China ha comenzado a sentir el impacto de la guerra comercial con Estados Unidos, seis meses después de que Donald Trump desatara su tormenta arancelaria global. El valor denominado en dólares de las exportaciones del gigante asiático cayó un 1,1% en octubre en comparación con el año anterior; en términos de yuanes, la caída fue del 0,8%, según las cifras publicadas por la Administración General de Aduanas el viernes. Se trata del primer descenso desde abril, mes en el que el presidente estadounidense anunció su bautizo como «Día de la Liberación», y contrasta fuertemente con el aumento del 8,3% en septiembre, el mejor en seis meses.
La primera señal de que las tensiones comerciales entre ambos gigantes están empezando a pasar factura a la economía del gigante asiático sorprendió a los analistas, que pronosticaban un crecimiento cercano al 3%. El PIB del país creció un 4,8% en el tercer trimestre, el más bajo en un año, en comparación con el 5,4% del primer trimestre y el 5,2% del segundo.
La reciente caída de las exportaciones se debe en parte a la disminución del impulso artificial que las había sostenido durante el verano, cuando las empresas adelantaron los envíos para evitar aranceles. Otro factor a considerar es la apreciación del yuan en las últimas semanas, que ha encarecido las ventas en el exterior y ha restado competitividad a los productos chinos en los mercados internacionales.
La tan esperada reunión entre Trump y su homólogo chino Xi Jinping en Corea del Sur la semana pasada culminó con un acuerdo para extender la paz comercial entre las dos potencias por un año, después de semanas de amenazas mutuas sobre los controles chinos a las exportaciones de tierras raras y las restricciones estadounidenses a los productos tecnológicos. El pacto, que exige la reducción parcial de algunos impuestos y la suspensión temporal de otros, pretende aliviar las tensiones en un año marcado por la volatilidad del comercio bilateral. En concreto, las exportaciones de tierras raras aumentaron un 75% entre septiembre y octubre, según cálculos de EFE basados en datos publicados el viernes.

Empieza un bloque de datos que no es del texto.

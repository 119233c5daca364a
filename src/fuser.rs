//! Fuser: one-second-cadence assembly of Part1/Part2 from the three
//! acquirers, network fan-out, and handoff to Recorder, per spec.md
//! §4.6.
//!
//! Grounded on `original_source/get_data.c`'s `server_thread` (cadence
//! driven by the camera grab, `time_now == time_last` discard,
//! `time_now != time_last+1` gap warning) and `init_data_struct`
//! (Part1/Part2 assembly, voltage/current/pressure conversions).

use std::collections::HashMap;
use std::net::TcpStream;
use std::sync::{Arc, Mutex};

use tracing::warn;

use crate::camera_acquirer::STALENESS_US;
use crate::cpm_window::CpmWindows;
use crate::gas_table::{voltage_to_pressure_mtorr, GasId};
use crate::pulse_detector::PulseDetector;
use crate::record::{DiagChannel, GaugeReading, Part1, Part2, Record, MAX_ADC_DIAG_CHAN, MAX_ADC_SAMPLES, MAX_CHANNEL};
use crate::sample_ring::SampleRing;

/// HV divider scale: 1 GΩ / 94.34 kΩ, per spec.md §4.6 (the 94.34 kΩ
/// leg accounts for a parallel 10 MΩ panel meter and 2 MΩ DAQ input
/// loading down an ideal 100 kΩ leg).
pub fn convert_adc_voltage_kv(adc_volts: f32) -> f32 {
    adc_volts * (1.0e9 / 94.34e3 / 1000.0)
}

/// 100 Ω current-shunt scale.
pub fn convert_adc_current_ma(adc_volts: f32) -> f32 {
    adc_volts * 10.0
}

/// One serial channel's contribution to Part1/Part2: stats plus the
/// raw millivolt trace for the diagnostic array.
struct ChannelSnapshot {
    mean_mv: i16,
    min_mv: i16,
    max_mv: i16,
    trace_mv: Vec<i16>,
    valid: bool,
}

fn snapshot_channel(ring: &SampleRing) -> ChannelSnapshot {
    match (ring.stats(), ring.tail(MAX_ADC_SAMPLES)) {
        (Ok(stats), Ok(trace)) => ChannelSnapshot {
            mean_mv: stats.mean.round() as i16,
            min_mv: stats.min,
            max_mv: stats.max,
            trace_mv: trace,
            valid: true,
        },
        _ => ChannelSnapshot {
            mean_mv: 0,
            min_mv: 0,
            max_mv: 0,
            trace_mv: vec![0; MAX_ADC_SAMPLES],
            valid: false,
        },
    }
}

/// Latest latched camera frame: JPEG bytes plus capture timestamp,
/// guarded by a single mutex held only across the memcpy + timestamp
/// update (spec.md §5).
#[derive(Default)]
pub struct JpegLatch {
    inner: Mutex<Option<(Vec<u8>, i64)>>,
}

impl JpegLatch {
    /// Replaces the latched frame.
    pub fn set(&self, jpeg: Vec<u8>, capture_us: i64) {
        *self.inner.lock().expect("jpeg latch mutex poisoned") = Some((jpeg, capture_us));
    }

    /// Returns the latched frame if it is newer than `now_us -
    /// STALENESS_US`, per spec.md §4.5's staleness rule.
    pub fn take_if_fresh(&self, now_us: i64) -> Option<Vec<u8>> {
        let guard = self.inner.lock().expect("jpeg latch mutex poisoned");
        guard.as_ref().and_then(|(jpeg, capture_us)| {
            if now_us - capture_us < STALENESS_US {
                Some(jpeg.clone())
            } else {
                None
            }
        })
    }
}

/// Assembles one-second records from live acquirer state and fans
/// them out to connected clients and the Recorder.
///
/// Both D2 and N2 chamber-pressure readings are always computed (Part1
/// carries both gauges unconditionally, per spec.md §3) — there is no
/// per-process "selected gas" to configure here; that choice lives only
/// in which column a display client chooses to plot.
pub struct Fuser {
    last_time: Option<i64>,
    cpm_windows: CpmWindows,
}

impl Fuser {
    /// Creates a Fuser with no prior second processed yet.
    pub fn new(window_sizes_sec: &[u32]) -> Self {
        Fuser {
            last_time: None,
            cpm_windows: CpmWindows::new(window_sizes_sec),
        }
    }

    /// Runs one iteration: called once per camera grab. Returns
    /// `Some(Record)` when a new second boundary was crossed and a
    /// record assembled; `None` if `now` duplicates the last
    /// processed second (the camera frame is discarded per spec.md
    /// §4.6 step 2).
    #[allow(clippy::too_many_arguments)]
    pub fn tick(
        &mut self,
        now: i64,
        now_us: i64,
        serial_rings: &Mutex<HashMap<u8, SampleRing>>,
        detector: &Mutex<PulseDetector>,
        jpeg_latch: &JpegLatch,
    ) -> Option<Record> {
        if self.last_time == Some(now) {
            return None;
        }
        if let Some(last) = self.last_time {
            if now != last + 1 {
                warn!(last_time = last, now, "Fuser observed a time gap");
            }
        }
        self.last_time = Some(now);

        let counts = detector.lock().expect("detector mutex poisoned").end_of_second();
        self.cpm_windows.push_second(counts);
        let cpm_snapshots = self.cpm_windows.snapshot_all();
        let mut cpm = [[0.0f32; MAX_CHANNEL]; 5];
        for (w, snap) in cpm_snapshots.iter().enumerate().take(5) {
            cpm[w] = *snap;
        }

        let rings = serial_rings.lock().expect("rings mutex poisoned");
        let voltage = rings.get(&1).map(snapshot_channel);
        let current = rings.get(&2).map(snapshot_channel);
        let pressure = rings.get(&3).map(snapshot_channel);
        drop(rings);

        let (voltage_mean_kv, voltage_min_kv, voltage_max_kv) = match &voltage {
            Some(s) if s.valid => (
                convert_adc_voltage_kv(s.mean_mv as f32 / 1000.0),
                convert_adc_voltage_kv(s.min_mv as f32 / 1000.0),
                convert_adc_voltage_kv(s.max_mv as f32 / 1000.0),
            ),
            _ => (
                GaugeReading::NoValue.to_wire_f32(),
                GaugeReading::NoValue.to_wire_f32(),
                GaugeReading::NoValue.to_wire_f32(),
            ),
        };
        let current_ma = match &current {
            Some(s) if s.valid => convert_adc_current_ma(s.mean_mv as f32 / 1000.0),
            _ => GaugeReading::NoValue.to_wire_f32(),
        };
        let (pressure_d2, pressure_n2) = match &pressure {
            Some(s) if s.valid => {
                // original_source/get_data.c's chamber-pressure conversion
                // (lines 289-328) lives inside a dead `#if 0` block and
                // uses max_mv; original_source/main.c:935-942 is the only
                // active, compiling pressure conversion in the corpus and
                // uses mean_mv. Matching the code path that actually runs.
                let adc_volts = s.mean_mv as f32 / 1000.0;
                (
                    voltage_to_pressure_mtorr(adc_volts, GasId::D2).to_wire_f32(),
                    voltage_to_pressure_mtorr(adc_volts, GasId::N2).to_wire_f32(),
                )
            }
            _ => (
                GaugeReading::NoValue.to_wire_f32(),
                GaugeReading::NoValue.to_wire_f32(),
            ),
        };
        let mut channel_valid = [0u32; MAX_ADC_DIAG_CHAN];
        channel_valid[DiagChannel::Voltage as usize] = voltage.as_ref().map_or(0, |s| s.valid as u32);
        channel_valid[DiagChannel::Current as usize] = current.as_ref().map_or(0, |s| s.valid as u32);
        channel_valid[DiagChannel::Pressure as usize] = pressure.as_ref().map_or(0, |s| s.valid as u32);
        channel_valid[DiagChannel::He3 as usize] = 1;

        let mut part2 = Part2::empty();
        if let Some(s) = &voltage {
            copy_trace(&mut part2.traces[DiagChannel::Voltage as usize], &s.trace_mv);
        }
        if let Some(s) = &current {
            copy_trace(&mut part2.traces[DiagChannel::Current as usize], &s.trace_mv);
        }
        if let Some(s) = &pressure {
            copy_trace(&mut part2.traces[DiagChannel::Pressure as usize], &s.trace_mv);
        }

        let jpeg_valid;
        if let Some(jpeg) = jpeg_latch.take_if_fresh(now_us) {
            part2.jpeg = jpeg;
            jpeg_valid = 1;
        } else {
            jpeg_valid = 0;
        }

        let part1 = Part1 {
            magic: crate::record::MAGIC_DATA_PART1,
            time: now,
            voltage_mean_kv,
            voltage_min_kv,
            voltage_max_kv,
            current_ma,
            pressure_d2_mtorr: pressure_d2,
            pressure_n2_mtorr: pressure_n2,
            cpm,
            data_part2_offset: 0,
            data_part2_length: part2.encoded_len() as u32,
            channel_valid,
            jpeg_valid,
        };

        Some(Record { part1, part2 })
    }
}

fn copy_trace(dest: &mut [i16; MAX_ADC_SAMPLES], src: &[i16]) {
    let n = src.len().min(MAX_ADC_SAMPLES);
    dest[..n].copy_from_slice(&src[..n]);
}

/// Sends `record` to every connected client, per spec.md §4.6's
/// network-framing rule (Part1 then Part2, back-to-back).
pub fn fan_out(record: &Record, clients: &[Arc<Mutex<TcpStream>>]) {
    use std::io::Write;
    let part1_bytes = record.part1.encode();
    let part2_bytes = record.part2.encode();
    for client in clients {
        let mut stream = client.lock().expect("client stream mutex poisoned");
        if stream.write_all(&part1_bytes).is_err() {
            continue;
        }
        let _ = stream.write_all(&part2_bytes);
    }
}

#[cfg(test)]
mod tests {
    use super::*;

    #[test]
    fn convert_adc_voltage_matches_scale() {
        let kv = convert_adc_voltage_kv(1.0);
        assert!((kv - (1.0e9 / 94.34e3 / 1000.0)).abs() < 1e-6);
    }

    #[test]
    fn tick_discards_duplicate_second() {
        let mut fuser = Fuser::new(&[1, 10]);
        let rings = Mutex::new(HashMap::new());
        let detector = Mutex::new(PulseDetector::new());
        let latch = JpegLatch::default();
        let first = fuser.tick(100, 100_000_000, &rings, &detector, &latch);
        assert!(first.is_some());
        let second = fuser.tick(100, 100_500_000, &rings, &detector, &latch);
        assert!(second.is_none());
    }

    #[test]
    fn tick_warns_but_proceeds_on_gap() {
        let mut fuser = Fuser::new(&[1]);
        let rings = Mutex::new(HashMap::new());
        let detector = Mutex::new(PulseDetector::new());
        let latch = JpegLatch::default();
        fuser.tick(100, 100_000_000, &rings, &detector, &latch);
        let record = fuser.tick(105, 105_000_000, &rings, &detector, &latch);
        assert!(record.is_some());
        assert_eq!(record.unwrap().part1.time, 105);
    }

    #[test]
    fn tick_marks_channels_invalid_without_scan_okay() {
        let mut fuser = Fuser::new(&[1]);
        let mut map = HashMap::new();
        map.insert(1u8, SampleRing::new(10));
        let rings = Mutex::new(map);
        let detector = Mutex::new(PulseDetector::new());
        let latch = JpegLatch::default();
        let record = fuser.tick(100, 100_000_000, &rings, &detector, &latch).unwrap();
        assert_eq!(record.part1.channel_valid[DiagChannel::Voltage as usize], 0);
        assert_eq!(
            GaugeReading::from_wire_f32(record.part1.voltage_mean_kv),
            GaugeReading::NoValue
        );
    }

    #[test]
    fn jpeg_latch_honors_staleness_window() {
        let latch = JpegLatch::default();
        latch.set(vec![1, 2, 3], 0);
        assert!(latch.take_if_fresh(500_000).is_some());
        assert!(latch.take_if_fresh(1_500_000).is_none());
    }
}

Aunque las ventas totales de China a Estados Unidos han disminuido constantemente en los últimos meses (cayeron un 25,2% en octubre, tras una caída del 27% en septiembre), esta caída de las exportaciones se ha visto hasta ahora compensada por un aumento de los envíos a los dos bloques regionales que encabezan los socios comerciales del país, la Asociación de Naciones del Sudeste Asiático (ASEAN) y la Unión Europea (UE).
Pero las exportaciones a la UE apenas aumentaron un 0,9% interanual en octubre, muy por debajo del aumento del 14,2% en septiembre. La desaceleración también se sintió en el sudeste asiático, donde las ventas aumentaron un 11%, el ritmo más lento desde febrero, y en África, donde el crecimiento interanual se desaceleró al 10,5% después de un espectacular repunte del 56% en septiembre. En América Latina, mientras tanto, crecieron un modesto 2,1%, muy lejos del 15,2% de septiembre, una desaceleración que los expertos atribuyen a los esfuerzos de México por endurecer los controles sobre las importaciones chinas ante la creciente presión de Washington.
A pesar de este revés, los analistas citaron al periódico de Hong Kong diciendo Poste matutino del sur de China Coinciden en que el comercio exterior seguirá siendo un apoyo esencial para la economía de China, que afronta una recuperación desigual desde la pandemia, marcada por la crisis de su mercado inmobiliario y la desaceleración del consumo.
Las importaciones, por su parte, aumentaron un 1% interanual, pero también están muy por debajo del 7,4% de septiembre y del 4,5% previsto. El superávit comercial de China fue de 90.000 millones de dólares (78.000 millones de euros) en octubre, un 5,69% menos que el año anterior.